======== AVAILABLE DATA ========

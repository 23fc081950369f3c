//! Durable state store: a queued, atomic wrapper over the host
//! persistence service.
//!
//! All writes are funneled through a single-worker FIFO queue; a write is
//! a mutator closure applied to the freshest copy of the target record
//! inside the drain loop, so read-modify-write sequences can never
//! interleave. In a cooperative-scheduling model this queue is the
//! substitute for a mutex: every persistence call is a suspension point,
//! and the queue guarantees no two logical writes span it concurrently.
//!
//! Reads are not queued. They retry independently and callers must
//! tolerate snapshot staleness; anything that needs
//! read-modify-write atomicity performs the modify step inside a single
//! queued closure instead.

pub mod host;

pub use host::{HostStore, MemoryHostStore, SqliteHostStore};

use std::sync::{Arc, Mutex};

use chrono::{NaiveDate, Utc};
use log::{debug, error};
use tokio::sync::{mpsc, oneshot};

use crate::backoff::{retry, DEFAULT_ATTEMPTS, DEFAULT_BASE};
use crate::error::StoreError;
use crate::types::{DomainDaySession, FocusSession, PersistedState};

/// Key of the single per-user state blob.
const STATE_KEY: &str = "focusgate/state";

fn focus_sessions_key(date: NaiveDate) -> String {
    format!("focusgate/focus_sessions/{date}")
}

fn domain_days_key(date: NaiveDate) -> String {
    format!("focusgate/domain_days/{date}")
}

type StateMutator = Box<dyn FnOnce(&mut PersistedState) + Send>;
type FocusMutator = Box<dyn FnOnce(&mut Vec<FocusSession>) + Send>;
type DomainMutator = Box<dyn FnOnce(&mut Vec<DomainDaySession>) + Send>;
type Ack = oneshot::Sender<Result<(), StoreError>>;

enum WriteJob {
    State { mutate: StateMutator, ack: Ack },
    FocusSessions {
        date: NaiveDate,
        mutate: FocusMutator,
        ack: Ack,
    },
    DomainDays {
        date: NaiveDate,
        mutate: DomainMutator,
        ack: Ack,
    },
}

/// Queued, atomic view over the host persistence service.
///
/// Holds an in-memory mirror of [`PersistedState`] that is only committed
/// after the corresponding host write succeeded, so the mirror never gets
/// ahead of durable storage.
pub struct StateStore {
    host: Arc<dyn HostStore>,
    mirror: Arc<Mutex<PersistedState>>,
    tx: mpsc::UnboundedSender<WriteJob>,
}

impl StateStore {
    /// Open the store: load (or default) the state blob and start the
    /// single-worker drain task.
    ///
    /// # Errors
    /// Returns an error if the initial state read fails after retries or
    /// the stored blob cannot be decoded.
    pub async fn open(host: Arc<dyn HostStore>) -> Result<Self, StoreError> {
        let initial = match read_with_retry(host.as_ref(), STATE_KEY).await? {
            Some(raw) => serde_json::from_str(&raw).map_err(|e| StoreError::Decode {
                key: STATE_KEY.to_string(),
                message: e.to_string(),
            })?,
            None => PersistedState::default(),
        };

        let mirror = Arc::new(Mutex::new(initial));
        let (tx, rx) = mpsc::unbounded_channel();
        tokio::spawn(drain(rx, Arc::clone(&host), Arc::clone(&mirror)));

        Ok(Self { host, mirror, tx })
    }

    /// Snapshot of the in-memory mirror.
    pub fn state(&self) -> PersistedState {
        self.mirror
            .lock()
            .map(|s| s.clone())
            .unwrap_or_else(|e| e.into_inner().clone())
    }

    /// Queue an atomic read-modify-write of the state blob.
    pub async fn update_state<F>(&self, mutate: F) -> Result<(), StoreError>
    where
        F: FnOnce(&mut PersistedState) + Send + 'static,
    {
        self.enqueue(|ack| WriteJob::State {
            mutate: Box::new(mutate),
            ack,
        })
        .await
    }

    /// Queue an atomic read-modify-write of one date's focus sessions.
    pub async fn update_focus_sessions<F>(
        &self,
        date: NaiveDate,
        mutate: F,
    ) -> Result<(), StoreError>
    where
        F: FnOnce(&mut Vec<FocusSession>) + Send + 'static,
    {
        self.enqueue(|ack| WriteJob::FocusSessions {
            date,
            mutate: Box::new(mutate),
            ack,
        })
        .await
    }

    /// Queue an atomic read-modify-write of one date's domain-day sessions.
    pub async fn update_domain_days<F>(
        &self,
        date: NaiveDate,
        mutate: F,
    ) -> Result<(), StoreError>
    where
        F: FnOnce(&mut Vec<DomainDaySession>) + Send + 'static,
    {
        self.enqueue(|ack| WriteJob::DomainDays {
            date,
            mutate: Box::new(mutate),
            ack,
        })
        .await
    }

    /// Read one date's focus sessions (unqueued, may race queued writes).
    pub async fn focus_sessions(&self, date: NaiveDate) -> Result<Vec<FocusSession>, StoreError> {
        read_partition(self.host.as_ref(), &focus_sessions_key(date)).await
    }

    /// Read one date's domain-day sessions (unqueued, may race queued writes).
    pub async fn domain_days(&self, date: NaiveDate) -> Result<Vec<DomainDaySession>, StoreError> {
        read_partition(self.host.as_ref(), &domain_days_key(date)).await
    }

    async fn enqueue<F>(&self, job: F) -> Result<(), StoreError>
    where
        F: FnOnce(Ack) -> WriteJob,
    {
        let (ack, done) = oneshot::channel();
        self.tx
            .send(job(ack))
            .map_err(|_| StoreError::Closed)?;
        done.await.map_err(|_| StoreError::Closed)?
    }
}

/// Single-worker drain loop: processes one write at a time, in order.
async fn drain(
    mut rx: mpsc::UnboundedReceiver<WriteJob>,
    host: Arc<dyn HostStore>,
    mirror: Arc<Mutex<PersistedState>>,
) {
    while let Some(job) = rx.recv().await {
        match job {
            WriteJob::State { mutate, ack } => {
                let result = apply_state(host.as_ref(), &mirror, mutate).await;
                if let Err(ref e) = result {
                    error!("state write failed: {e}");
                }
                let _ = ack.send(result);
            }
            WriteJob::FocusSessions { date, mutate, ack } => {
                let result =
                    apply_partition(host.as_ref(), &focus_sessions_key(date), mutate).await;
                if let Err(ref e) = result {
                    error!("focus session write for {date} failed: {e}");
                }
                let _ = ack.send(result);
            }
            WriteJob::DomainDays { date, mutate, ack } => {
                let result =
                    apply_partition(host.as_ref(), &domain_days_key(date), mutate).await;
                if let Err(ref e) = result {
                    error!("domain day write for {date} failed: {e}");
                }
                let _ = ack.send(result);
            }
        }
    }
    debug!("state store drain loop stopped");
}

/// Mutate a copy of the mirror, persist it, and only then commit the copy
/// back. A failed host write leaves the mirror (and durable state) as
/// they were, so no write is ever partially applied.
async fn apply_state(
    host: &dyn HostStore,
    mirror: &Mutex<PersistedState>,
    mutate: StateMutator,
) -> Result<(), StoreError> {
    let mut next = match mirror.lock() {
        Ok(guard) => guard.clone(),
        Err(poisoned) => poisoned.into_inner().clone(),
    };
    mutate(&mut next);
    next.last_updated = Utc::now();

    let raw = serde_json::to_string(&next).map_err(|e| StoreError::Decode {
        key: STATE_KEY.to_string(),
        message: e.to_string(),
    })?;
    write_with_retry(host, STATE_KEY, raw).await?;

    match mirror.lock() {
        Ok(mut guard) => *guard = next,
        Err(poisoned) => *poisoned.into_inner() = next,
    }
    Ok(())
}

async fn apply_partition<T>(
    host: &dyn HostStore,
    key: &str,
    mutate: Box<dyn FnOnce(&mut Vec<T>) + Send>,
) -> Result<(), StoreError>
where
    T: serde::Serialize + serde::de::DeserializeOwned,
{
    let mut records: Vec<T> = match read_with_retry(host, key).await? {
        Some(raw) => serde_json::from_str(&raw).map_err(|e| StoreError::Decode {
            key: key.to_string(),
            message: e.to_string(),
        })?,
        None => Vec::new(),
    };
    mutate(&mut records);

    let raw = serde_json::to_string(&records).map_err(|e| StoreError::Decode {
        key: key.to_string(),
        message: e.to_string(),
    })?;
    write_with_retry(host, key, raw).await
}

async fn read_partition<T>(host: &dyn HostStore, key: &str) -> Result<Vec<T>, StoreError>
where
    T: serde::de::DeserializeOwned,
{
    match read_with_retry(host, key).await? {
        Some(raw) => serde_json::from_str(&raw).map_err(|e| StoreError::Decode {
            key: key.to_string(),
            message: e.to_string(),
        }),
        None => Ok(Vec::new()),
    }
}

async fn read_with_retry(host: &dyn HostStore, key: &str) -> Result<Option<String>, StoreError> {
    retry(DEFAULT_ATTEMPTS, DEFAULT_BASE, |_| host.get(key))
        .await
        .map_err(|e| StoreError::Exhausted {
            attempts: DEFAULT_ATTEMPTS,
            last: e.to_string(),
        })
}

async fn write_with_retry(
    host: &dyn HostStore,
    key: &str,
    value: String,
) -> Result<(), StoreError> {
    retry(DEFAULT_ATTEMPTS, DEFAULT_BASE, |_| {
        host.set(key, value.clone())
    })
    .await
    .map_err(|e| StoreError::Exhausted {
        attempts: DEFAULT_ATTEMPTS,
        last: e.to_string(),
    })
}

========

* _WHAT THE EXERCISE ASKS_: Return each line in the records that holds the string "only".

* _OUTPUT FOR THIS EXERCISE_:
/// Holds an in-memory mirror of [`PersistedState`] that is only committed
/// Mutate a copy of the mirror, persist it, and only then commit the copy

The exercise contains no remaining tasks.